Well, I have to say those guys at Ruby or the Red Brick Road or TRBR or whatever it’s called these days, have certainly given me hope that my own venture, Busty’s Direct Sales & Marketing, will be welcomed with open arms. I mean, they may well have a bloke called ‘Dickie’ but what you do rather have, TRBR or BDSM?
I took my plans to the DQM Conference this week and I’m pleased to say that the vast majority of people there liked the sound of BDSM, too, especially Marc Michaels and David Reed, although not necessarily at the same time.

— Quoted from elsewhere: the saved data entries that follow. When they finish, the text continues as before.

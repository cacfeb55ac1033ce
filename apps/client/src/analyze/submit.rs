//! Submission flow: validated draft → duplicate check → multipart POST.

use tracing::{info, warn};

use crate::api::{ApiClient, ResumeUpload};
use crate::errors::ClientError;
use crate::models::analysis::AnalyzeResponse;
use crate::models::jd::JdDraft;

use super::validation::{validate_resume_file, ExistingJdSelection, NewJdForm};

/// Which branch of the form the draft comes from.
#[derive(Debug, Clone)]
pub enum DraftSource {
    New(NewJdForm),
    Existing(ExistingJdSelection),
}

/// Validates the source into a draft, running the duplicate check for the
/// new-client branch.
///
/// The duplicate check fails open: if `GET /clients/{client}/jds` itself
/// errors, the title is treated as not taken and submission proceeds. The
/// backend still rejects true duplicates.
pub async fn prepare_draft(
    client: &ApiClient,
    source: DraftSource,
) -> Result<JdDraft, ClientError> {
    match source {
        DraftSource::Existing(selection) => selection.into_draft(),
        DraftSource::New(form) => {
            let draft = form.into_draft()?;
            if jd_exists(client, &draft.client_name, &draft.jd_title).await {
                return Err(ClientError::DuplicateJd {
                    client_name: draft.client_name,
                    jd_title: draft.jd_title,
                });
            }
            Ok(draft)
        }
    }
}

/// Case-insensitive existence check for (client, title).
async fn jd_exists(client: &ApiClient, client_name: &str, jd_title: &str) -> bool {
    match client.list_client_jds(client_name).await {
        Ok(titles) => {
            let wanted = jd_title.trim().to_lowercase();
            titles.iter().any(|t| t.trim().to_lowercase() == wanted)
        }
        Err(e) => {
            warn!("Duplicate check failed, proceeding without it: {e}");
            false
        }
    }
}

/// End-to-end submission: file check, draft preparation, authenticated POST.
/// No automatic retry — a failed analysis returns to the caller, who may
/// resubmit.
pub async fn run_analysis(
    client: &ApiClient,
    resume: ResumeUpload,
    source: DraftSource,
) -> Result<AnalyzeResponse, ClientError> {
    validate_resume_file(&resume.file_name, resume.bytes.len() as u64)?;
    let draft = prepare_draft(client, source).await?;

    info!(
        "Submitting {} against {} / {}",
        resume.file_name, draft.client_name, draft.jd_title
    );
    let response = client.analyze(&resume, &draft).await?;
    info!(
        "Analysis {} complete, match score {}%",
        response.analysis_id, response.analysis.skill_analysis.match_score
    );
    Ok(response)
}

The thing is, as you probably realise, I’m no data guru, so where better to suck in all that expertise? The guys at KBM – that’s Wunderman data to the rest of you – were very forthcoming, although I’m not too sure they were that chuffed to be there considering their boss was living it up at the US DMA Fair in Las Vegas. I know where I’d rather have been…That’s right, who needs the excitement of the Las Vegas strip when you can be listening to lectures on the future of data surrounded by geeks?
Initially I thought there was a pretty good mix of men and women until I realised that most of the women were actually working at the venue. Not that I mind being in the company of men, you understand, but I did stick out like a sore thumb sitting there with my assets on display – never mind Big Data, most of the blokes there were too busy gawping at Big Busty…
Still, I did pick up plenty of tips, especially from futurologist Dr Ian Pearson. He claims that in a few years everyone’s going to be talking about ‘smart dust’. Soon you’ll be able to pour this stuff into the air conditioning systems of large companies and then track every conversation and computer transaction in the whole building. All of which left me wondering whether Doc Pearson was actually hallucinating on account of taking a little bit too much dust himself, Angel Dust that is…
Anyway, one company whose example I’m unlikely to follow is B2 Data. Having been hailed as the next best thing since sliced bread and a potential challenger to, er, Experian, you have to wonder why its website has not been updated for two years, all the bosses on the ‘our team’ page have left and the phone lines are dead. Not something to fill you with confidence about the recency of its data.
According to one rather truculent director, it’s “changed focus” and now runs something called B2Hub, where you can buy anything from the latest gizmo to the kitchen sink – all at knockdown prices. I’m sure Experian are quaking in their boots; then again maybe I’m on the Angel Dust, too.